▸ **Exercise**: Below are several records. Retype exactly those lines running from the one with "if self.position == 0" through the one with "malformed descriptors become", end lines included, and no others.

▸ **Data for the task**:
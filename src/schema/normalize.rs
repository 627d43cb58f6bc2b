use super::types::{EntityModel, Field, FieldKind, InputKind, PkFallback};
use crate::features::FeatureSet;
use crate::naming::{self, EntityNames};
use crate::spec::EntitySpec;
use std::collections::HashSet;
use std::fmt;

/// Non-fatal problem with a single field descriptor.
///
/// The offending field is dropped and the entity keeps normalizing; the batch
/// report lists every warning at the end.
#[derive(Debug, Clone, PartialEq, Eq)]
pub struct FieldWarning {
    pub entity: String,
    /// 1-based position in the declared field list, 0 for entity-level notes.
    pub position: usize,
    pub message: String,
}

impl fmt::Display for FieldWarning {
    fn fmt(&self, f: &mut fmt::Formatter<'_>) -> fmt::Result {
        if self.position == 0 {
            write!(f, "{}: {}", self.entity, self.message)
        } else {
            write!(f, "{} field #{}: {}", self.entity, self.position, self.message)
        }
    }
}

/// Normalize one raw entity into the canonical model, deriving identifiers
/// and resolving features along the way.
pub fn normalize_entity(spec: &EntitySpec, fallback: PkFallback) -> (EntityModel, Vec<FieldWarning>) {
    let (fields, warnings) = normalize_fields(spec, fallback);
    let model = EntityModel {
        names: EntityNames::derive(&spec.name),
        fields,
        features: FeatureSet::resolve(spec),
    };
    (model, warnings)
}

/// Normalize the raw field list. Total: malformed descriptors become
/// warnings, never errors, and an empty result is replaced by synthetic
/// fields so composition always has something to render.
pub fn normalize_fields(spec: &EntitySpec, fallback: PkFallback) -> (Vec<Field>, Vec<FieldWarning>) {
    let entity = entity_display_name(spec);
    let mut fields: Vec<Field> = Vec::with_capacity(spec.fields.len());
    let mut warnings = Vec::new();
    let mut seen: HashSet<String> = HashSet::new();

    for (idx, raw) in spec.fields.iter().enumerate() {
        let position = idx + 1;
        let name = match raw.name.as_deref().map(str::trim) {
            Some(n) if !n.is_empty() => n.to_string(),
            _ => {
                warnings.push(FieldWarning {
                    entity: entity.clone(),
                    position,
                    message: "missing field name, field dropped".to_string(),
                });
                continue;
            }
        };
        if !seen.insert(name.clone()) {
            warnings.push(FieldWarning {
                entity: entity.clone(),
                position,
                message: format!("duplicate field '{}' dropped, first declaration wins", name),
            });
            continue;
        }

        let kind = FieldKind::from_token(raw.kind.as_deref().unwrap_or("str"));
        let input = raw
            .input
            .as_deref()
            .and_then(InputKind::from_hint)
            .unwrap_or_else(|| infer_input(&name, kind));

        fields.push(Field {
            label: naming::label(&name),
            name,
            kind,
            input,
            max_length: raw.max_length,
            required: raw.required,
            // primary keys are never editable in the form
            readonly: raw.readonly || raw.primary_key,
            primary_key: raw.primary_key,
            listed: raw.listed,
            default_value: raw.default_value.clone(),
        });
    }

    if fields.is_empty() {
        warnings.push(FieldWarning {
            entity,
            position: 0,
            message: "no usable fields declared, synthesizing 'id' and 'nome'".to_string(),
        });
        return (synthetic_fields(), warnings);
    }

    if !fields.iter().any(|f| f.primary_key) {
        let idx = match fallback {
            PkFallback::FirstField => 0,
            PkFallback::NamedId => fields
                .iter()
                .position(|f| f.name.eq_ignore_ascii_case("id"))
                .unwrap_or(0),
        };
        fields[idx].primary_key = true;
        fields[idx].readonly = true;
    }

    (fields, warnings)
}

/// UI-input inference for fields without an explicit hint. Name conventions
/// win over the declared kind; first match applies.
fn infer_input(name: &str, kind: FieldKind) -> InputKind {
    let n = name.to_lowercase();
    if n.contains("email") {
        return InputKind::Email;
    }
    if n.contains("senha") || n.contains("password") {
        return InputKind::Password;
    }
    if n.starts_with("dt_") || kind == FieldKind::Date {
        return InputKind::Date;
    }
    if n.starts_with("dh_") || kind == FieldKind::DateTime {
        return InputKind::DateTime;
    }
    if n.starts_with("ic_") || kind == FieldKind::Boolean {
        return InputKind::Radio;
    }
    if kind.is_numeric() {
        return InputKind::Number;
    }
    InputKind::Text
}

fn synthetic_fields() -> Vec<Field> {
    vec![
        Field {
            name: "id".to_string(),
            kind: FieldKind::Integer,
            input: InputKind::Number,
            label: "Id".to_string(),
            max_length: None,
            required: false,
            readonly: true,
            primary_key: true,
            listed: false,
            default_value: None,
        },
        Field {
            name: "nome".to_string(),
            kind: FieldKind::Text,
            input: InputKind::Text,
            label: "Nome".to_string(),
            max_length: None,
            required: false,
            readonly: false,
            primary_key: false,
            listed: false,
            default_value: None,
        },
    ]
}

fn entity_display_name(spec: &EntitySpec) -> String {
    let trimmed = spec.name.trim();
    if trimmed.is_empty() {
        "<unnamed entity>".to_string()
    } else {
        trimmed.to_string()
    }
}
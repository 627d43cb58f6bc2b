//! # Telagen Python Bindings
//!
//! Python bindings for telagen's entity-spec checking and artifact
//! generation. Python tooling gets the same tolerant parsing, normalization
//! warnings, and batch generation the CLI uses.

use pyo3::exceptions::PyValueError;
use pyo3::prelude::*;
use pyo3::types::{PyDict, PyList};
use serde::{Deserialize, Serialize};
use std::path::{Path, PathBuf};

use telagen::generator::normalize_prefix;
use telagen::naming::EntityNames;
use telagen::schema::normalize_entity;
use telagen::spec::{load_entities, parse_entities, EntitySpec};
use telagen::{generate_project, GenerateOptions, GenerationReport, PkFallback};

/// Result of checking one spec document
#[derive(Serialize, Deserialize, Debug, Clone)]
#[pyclass]
pub struct CheckResult {
    /// Whether the document parsed at all
    #[pyo3(get)]
    pub valid: bool,
    /// Type names of the entities the document declares
    #[pyo3(get)]
    pub entities: Vec<String>,
    /// Parse errors and normalization warnings (empty for a clean document)
    #[pyo3(get)]
    pub issues: Vec<CheckIssue>,
}

#[pymethods]
impl CheckResult {
    #[new]
    fn new(valid: bool, entities: Vec<String>, issues: Vec<CheckIssue>) -> Self {
        CheckResult {
            valid,
            entities,
            issues,
        }
    }

    /// Convert to Python dict
    fn to_dict<'py>(&self, py: Python<'py>) -> PyResult<Bound<'py, PyDict>> {
        let dict = PyDict::new(py);
        dict.set_item("valid", self.valid)?;
        dict.set_item("entities", &self.entities)?;
        let issues_list = PyList::empty(py);
        for issue in &self.issues {
            let issue_dict = PyDict::new(py);
            issue_dict.set_item("entity", &issue.entity)?;
            issue_dict.set_item("message", &issue.message)?;
            issue_dict.set_item("kind", &issue.kind)?;
            issues_list.append(issue_dict)?;
        }
        dict.set_item("issues", issues_list)?;
        Ok(dict)
    }

    fn __repr__(&self) -> String {
        format!(
            "CheckResult(valid={}, entities=[{}], issues=[{}])",
            if self.valid { "True" } else { "False" },
            self.entities.len(),
            self.issues.len()
        )
    }
}

/// A single check issue
#[derive(Serialize, Deserialize, Debug, Clone)]
#[pyclass]
pub struct CheckIssue {
    /// Entity the issue belongs to, `<document>` for document-level failures
    #[pyo3(get)]
    pub entity: String,
    /// Human-readable message
    #[pyo3(get)]
    pub message: String,
    /// Issue class: "parse_error" or "field_warning"
    #[pyo3(get)]
    pub kind: String,
}

#[pymethods]
impl CheckIssue {
    #[new]
    fn new(entity: String, message: String, kind: String) -> Self {
        CheckIssue {
            entity,
            message,
            kind,
        }
    }

    fn __repr__(&self) -> String {
        format!(
            "CheckIssue(entity='{}', kind='{}', message='{}')",
            self.entity, self.kind, self.message
        )
    }
}

/// What one generation run did
#[derive(Serialize, Deserialize, Debug, Clone)]
#[pyclass]
pub struct GenerationSummary {
    /// Type names of entities whose artifact set was fully written
    #[pyo3(get)]
    pub generated: Vec<String>,
    /// Entities dropped from the batch, with reasons
    #[pyo3(get)]
    pub skipped: Vec<CheckIssue>,
    /// Normalization warnings across the whole batch
    #[pyo3(get)]
    pub warnings: Vec<String>,
    /// Artifacts written (or that would be written under dry-run)
    #[pyo3(get)]
    pub files_written: usize,
}

#[pymethods]
impl GenerationSummary {
    fn to_dict<'py>(&self, py: Python<'py>) -> PyResult<Bound<'py, PyDict>> {
        let dict = PyDict::new(py);
        dict.set_item("generated", &self.generated)?;
        let skipped_list = PyList::empty(py);
        for issue in &self.skipped {
            let issue_dict = PyDict::new(py);
            issue_dict.set_item("entity", &issue.entity)?;
            issue_dict.set_item("message", &issue.message)?;
            skipped_list.append(issue_dict)?;
        }
        dict.set_item("skipped", skipped_list)?;
        dict.set_item("warnings", &self.warnings)?;
        dict.set_item("files_written", self.files_written)?;
        Ok(dict)
    }

    fn __repr__(&self) -> String {
        format!(
            "GenerationSummary(generated=[{}], skipped=[{}], files_written={})",
            self.generated.len(),
            self.skipped.len(),
            self.files_written
        )
    }
}

/// Check a spec document on disk
///
/// # Arguments
///
/// * `spec_path` - Path to the tolerant-JSON entity spec file
///
/// # Returns
///
/// A `CheckResult` with the declared entities and every issue found.
#[pyfunction]
fn check_spec(spec_path: &str) -> PyResult<CheckResult> {
    match load_entities(Path::new(spec_path)) {
        Ok(specs) => Ok(check_entities(&specs)),
        Err(e) => Ok(parse_failure(&e.to_string())),
    }
}

/// Check spec document content already held in memory
#[pyfunction]
fn check_content(content: &str) -> PyResult<CheckResult> {
    match parse_entities(content) {
        Ok(specs) => Ok(check_entities(&specs)),
        Err(e) => Ok(parse_failure(&e.to_string())),
    }
}

/// Derive the identifier family for one entity name
///
/// Returns a dict with `raw`, `type_name`, `slug`, `route_segment`,
/// `file_stem`, and `label` keys.
#[pyfunction]
fn derive_names<'py>(py: Python<'py>, name: &str) -> PyResult<Bound<'py, PyDict>> {
    let names = EntityNames::derive(name);
    let dict = PyDict::new(py);
    dict.set_item("raw", &names.raw)?;
    dict.set_item("type_name", &names.type_name)?;
    dict.set_item("slug", &names.slug)?;
    dict.set_item("route_segment", &names.route_segment)?;
    dict.set_item("file_stem", &names.file_stem)?;
    dict.set_item("label", &names.label)?;
    Ok(dict)
}

/// Run a full generation batch over one spec document
///
/// # Arguments
///
/// * `spec_path` - Path to the entity spec file
/// * `base_dir` - Output base directory
/// * `api_prefix` - Prefix for the generated auth endpoints (default "/api")
/// * `dry_run` - Compose and report without writing anything
#[pyfunction]
#[pyo3(signature = (spec_path, base_dir, api_prefix = "/api", dry_run = false))]
fn generate(
    spec_path: &str,
    base_dir: &str,
    api_prefix: &str,
    dry_run: bool,
) -> PyResult<GenerationSummary> {
    let opts = GenerateOptions {
        specs: vec![PathBuf::from(spec_path)],
        base_dir: PathBuf::from(base_dir),
        api_prefix: normalize_prefix(api_prefix),
        dry_run,
        ..GenerateOptions::default()
    };
    let report = generate_project(&opts).map_err(|e| PyValueError::new_err(e.to_string()))?;
    Ok(summarize(&report))
}


fn check_entities(specs: &[EntitySpec]) -> CheckResult {
    let mut entities = Vec::with_capacity(specs.len());
    let mut issues = Vec::new();
    for spec in specs {
        let (model, warnings) = normalize_entity(spec, PkFallback::default());
        entities.push(model.names.type_name);
        for warning in warnings {
            issues.push(CheckIssue {
                entity: warning.entity.clone(),
                message: warning.to_string(),
                kind: "field_warning".to_string(),
            });
        }
    }
    CheckResult {
        valid: true,
        entities,
        issues,
    }
}

fn parse_failure(message: &str) -> CheckResult {
    CheckResult {
        valid: false,
        entities: vec![],
        issues: vec![CheckIssue {
            entity: "<document>".to_string(),
            message: message.to_string(),
            kind: "parse_error".to_string(),
        }],
    }
}

fn summarize(report: &GenerationReport) -> GenerationSummary {
    GenerationSummary {
        generated: report.generated.clone(),
        skipped: report
            .skipped
            .iter()
            .map(|s| CheckIssue {
                entity: s.entity.clone(),
                message: s.reason.clone(),
                kind: "skipped".to_string(),
            })
            .collect(),
        warnings: report.warnings.iter().map(|w| w.to_string()).collect(),
        files_written: report.files_written,
    }
}

/// Python module definition
#[pymodule]
fn telagen_python(m: &Bound<'_, PyModule>) -> PyResult<()> {
    m.add_function(wrap_pyfunction!(check_spec, m)?)?;
    m.add_function(wrap_pyfunction!(check_content, m)?)?;
    m.add_function(wrap_pyfunction!(derive_names, m)?)?;
    m.add_function(wrap_pyfunction!(generate, m)?)?;
    m.add_class::<CheckResult>()?;
    m.add_class::<CheckIssue>()?;
    m.add_class::<GenerationSummary>()?;
    Ok(())
}
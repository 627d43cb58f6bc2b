use serde::{Deserialize, Deserializer};
use serde_json::Value;

/// Raw entity description as authored in a spec document.
///
/// Field names follow the canonical English dialect; the Portuguese dialect
/// keys are accepted as serde aliases so both forms deserialize into the same
/// shape. Unrecognized keys are ignored.
#[derive(Debug, Clone, Default, Deserialize)]
pub struct EntitySpec {
    #[serde(default, alias = "nome", alias = "entity")]
    pub name: String,
    #[serde(default, alias = "nome_tabela", alias = "tablename", alias = "table")]
    pub table_hint: Option<String>,
    #[serde(default, alias = "colunas", alias = "campos")]
    pub fields: Vec<RawField>,
    #[serde(default, deserialize_with = "flex_bool")]
    pub pagination: bool,
    /// Raw page-size candidates; validated and clamped by the feature resolver.
    #[serde(default, alias = "perpage")]
    pub per_page: Vec<Value>,
    #[serde(default, alias = "tela_login", alias = "authScreen", deserialize_with = "flex_bool")]
    pub auth_screen: bool,
    #[serde(default, alias = "accessToken", deserialize_with = "flex_bool")]
    pub access_token: bool,
    #[serde(default, alias = "token_armazenamento", alias = "tokenStorage")]
    pub token_storage: Option<String>,
    #[serde(default, alias = "user_perfil", alias = "userProfile", deserialize_with = "flex_bool")]
    pub user_profile: bool,
    #[serde(default, alias = "hasImage", deserialize_with = "flex_bool")]
    pub has_image: bool,
}

/// One raw field descriptor, before normalization.
#[derive(Debug, Clone, Default, Deserialize)]
pub struct RawField {
    #[serde(default, alias = "nome_col", alias = "nome")]
    pub name: Option<String>,
    /// Declared type token (`int`, `decimal`, `date`, ...). Unknown tokens
    /// degrade to text during normalization.
    #[serde(default, rename = "tipo", alias = "type")]
    pub kind: Option<String>,
    #[serde(default, alias = "tam", deserialize_with = "flex_opt_u32")]
    pub max_length: Option<u32>,
    #[serde(
        default,
        alias = "obrigatoria",
        alias = "obrigatorio",
        deserialize_with = "flex_bool"
    )]
    pub required: bool,
    #[serde(default, deserialize_with = "flex_bool")]
    pub readonly: bool,
    #[serde(default, deserialize_with = "flex_bool")]
    pub primary_key: bool,
    /// Explicit UI input hint; wins over inference when present.
    #[serde(default)]
    pub input: Option<String>,
    #[serde(default, alias = "listar", deserialize_with = "flex_bool")]
    pub listed: bool,
    #[serde(default, rename = "default")]
    pub default_value: Option<Value>,
}

/// Boolean coercion matching the dialects in the wild: JSON booleans,
/// 0/1 numerics, and affirmative strings all count as flags.
fn flex_bool<'de, D>(deserializer: D) -> Result<bool, D::Error>
where
    D: Deserializer<'de>,
{
    let value = Value::deserialize(deserializer)?;
    Ok(flag_value(&value))
}

pub(crate) fn flag_value(value: &Value) -> bool {
    match value {
        Value::Bool(b) => *b,
        Value::Number(n) => n.as_f64().map(|f| f != 0.0).unwrap_or(false),
        Value::String(s) => matches!(
            s.trim().to_lowercase().as_str(),
            "1" | "true" | "yes" | "y" | "sim"
        ),
        _ => false,
    }
}

/// Lenient length parsing: integers and numeric strings are accepted,
/// anything else is treated as absent.
fn flex_opt_u32<'de, D>(deserializer: D) -> Result<Option<u32>, D::Error>
where
    D: Deserializer<'de>,
{
    let value = Value::deserialize(deserializer)?;
    Ok(match value {
        Value::Number(n) => n
            .as_u64()
            .or_else(|| {
                n.as_f64()
                    .filter(|f| f.fract() == 0.0 && *f >= 0.0)
                    .map(|f| f as u64)
            })
            .and_then(|v| u32::try_from(v).ok()),
        Value::String(s) => s.trim().parse::<u32>().ok(),
        _ => None,
    })
}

▸ **Solution for this exercise**:
        if self.position == 0 {
            write!(f, "{}: {}", self.entity, self.message)
        } else {
            write!(f, "{} field #{}: {}", self.entity, self.position, self.message)
        }
    }
}

/// Normalize one raw entity into the canonical model, deriving identifiers
/// and resolving features along the way.
pub fn normalize_entity(spec: &EntitySpec, fallback: PkFallback) -> (EntityModel, Vec<FieldWarning>) {
    let (fields, warnings) = normalize_fields(spec, fallback);
    let model = EntityModel {
        names: EntityNames::derive(&spec.name),
        fields,
        features: FeatureSet::resolve(spec),
    };
    (model, warnings)
}

/// Normalize the raw field list. Total: malformed descriptors become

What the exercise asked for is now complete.